Arnuwanda I was a king of the Hittite Empire. He became a ruler by marriage and was very religious. He ruled c. 1390–1380 BC (middle chronology).

Biography 
Arnuwanda became a king by marriage. His wife was Ašmu-nikal, daughter of king Tudhaliya I (also known as Tudhaliya I/II). He became a successor of Tudhaliya as his son-in-law. He began his reign under a co-regency with Tudhaliya.

During his time, the kingdom suffered what is known as the period of ‘concentric invasions’, when they were surrounded on all sides by enemies. A major enemy was the kingdom of Arzawa in the southwest. Arnuwanda may have led an unsuccessful expedition against Arzawa.

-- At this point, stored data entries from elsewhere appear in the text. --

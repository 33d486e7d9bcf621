//! Holon identity files.
//!
//! An identity file opens with a `---`-delimited frontmatter block of
//! `key: value` pairs describing the holon. Scalar values may be wrapped in
//! ASCII double quotes; `parents` and `aliases` take `[a, b]` lists. Keys
//! this SDK does not recognise are ignored.

use std::path::Path;

use serde_derive::{Deserialize, Serialize};

use crate::ConfigError;

/// The parsed frontmatter of an identity file.
#[derive(Debug, Clone, Default, PartialEq, Eq, Serialize, Deserialize)]
pub struct Identity {
    /// Stable identifier of the holon.
    pub uuid: Option<String>,
    /// Given name.
    pub given_name: Option<String>,
    /// Family name.
    pub family_name: Option<String>,
    /// Free-form motto line.
    pub motto: Option<String>,
    /// Who composed this holon.
    pub composer: Option<String>,
    /// Clade the holon belongs to.
    pub clade: Option<String>,
    /// Lifecycle status.
    pub status: Option<String>,
    /// Birth timestamp, as written.
    pub born: Option<String>,
    /// Implementation language.
    pub lang: Option<String>,
    /// Reproduction mode.
    pub reproduction: Option<String>,
    /// Tool that generated the file.
    pub generated_by: Option<String>,
    /// Protocol support status.
    pub proto_status: Option<String>,
    /// Parent holons.
    #[serde(default)]
    pub parents: Vec<String>,
    /// Alternative names.
    #[serde(default)]
    pub aliases: Vec<String>,
}

impl Identity {
    /// Parse the frontmatter header of an identity file.
    pub fn parse(text: &str) -> Result<Self, ConfigError> {
        let mut lines = text.lines();
        match lines.next() {
            Some(line) if line.trim_end() == "---" => {}
            _ => return Err(ConfigError::MissingFrontmatter),
        }

        let mut identity = Identity::default();
        let mut terminated = false;
        for line in lines {
            let line = line.trim_end();
            if line == "---" {
                terminated = true;
                break;
            }
            let Some((key, value)) = line.split_once(':') else {
                continue;
            };
            let key = key.trim();
            let value = value.trim();
            match key {
                "uuid" => identity.uuid = Some(unquote(value)),
                "given_name" => identity.given_name = Some(unquote(value)),
                "family_name" => identity.family_name = Some(unquote(value)),
                "motto" => identity.motto = Some(unquote(value)),
                "composer" => identity.composer = Some(unquote(value)),
                "clade" => identity.clade = Some(unquote(value)),
                "status" => identity.status = Some(unquote(value)),
                "born" => identity.born = Some(unquote(value)),
                "lang" => identity.lang = Some(unquote(value)),
                "reproduction" => identity.reproduction = Some(unquote(value)),
                "generated_by" => identity.generated_by = Some(unquote(value)),
                "proto_status" => identity.proto_status = Some(unquote(value)),
                "parents" => identity.parents = parse_list(value),
                "aliases" => identity.aliases = parse_list(value),
                other => tracing::debug!("ignoring unrecognised identity key {other:?}"),
            }
        }

        if !terminated {
            return Err(ConfigError::UnterminatedFrontmatter);
        }
        Ok(identity)
    }

    /// Read and parse an identity file.
    pub fn from_file(path: impl AsRef<Path>) -> Result<Self, ConfigError> {
        let path = path.as_ref();
        let text = std::fs::read_to_string(path).map_err(|source| ConfigError::Io {
            path: path.to_path_buf(),
            source,
        })?;
        Self::parse(&text)
    }
}

fn unquote(value: &str) -> String {
    let v = value.trim();
    if v.len() >= 2 && v.starts_with('"') && v.ends_with('"') {
        v[1..v.len() - 1].to_owned()
    } else {
        v.to_owned()
    }
}

// `[a, b]` list syntax; a bare scalar is treated as a one-element list.
fn parse_list(value: &str) -> Vec<String> {
    let inner = value
        .trim()
        .strip_prefix('[')
        .and_then(|v| v.strip_suffix(']'))
        .unwrap_or(value);
    inner
        .split(',')
        .map(unquote)
        .filter(|item| !item.is_empty())
        .collect()
}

At the time, Arzawa was led by king Tarhuntaradu, who was corresponding with the Egyptian Pharaoh Amenhotep III. Tarhuntaradu was a powerful leader, and the Egyptians clearly saw Arzawa as capable of controlling that whole area.

Hattusa was sacked, and the court had to move to a temporary base, probably at Samuha. But later, under Suppiluliuma I, many of those losses were reversed.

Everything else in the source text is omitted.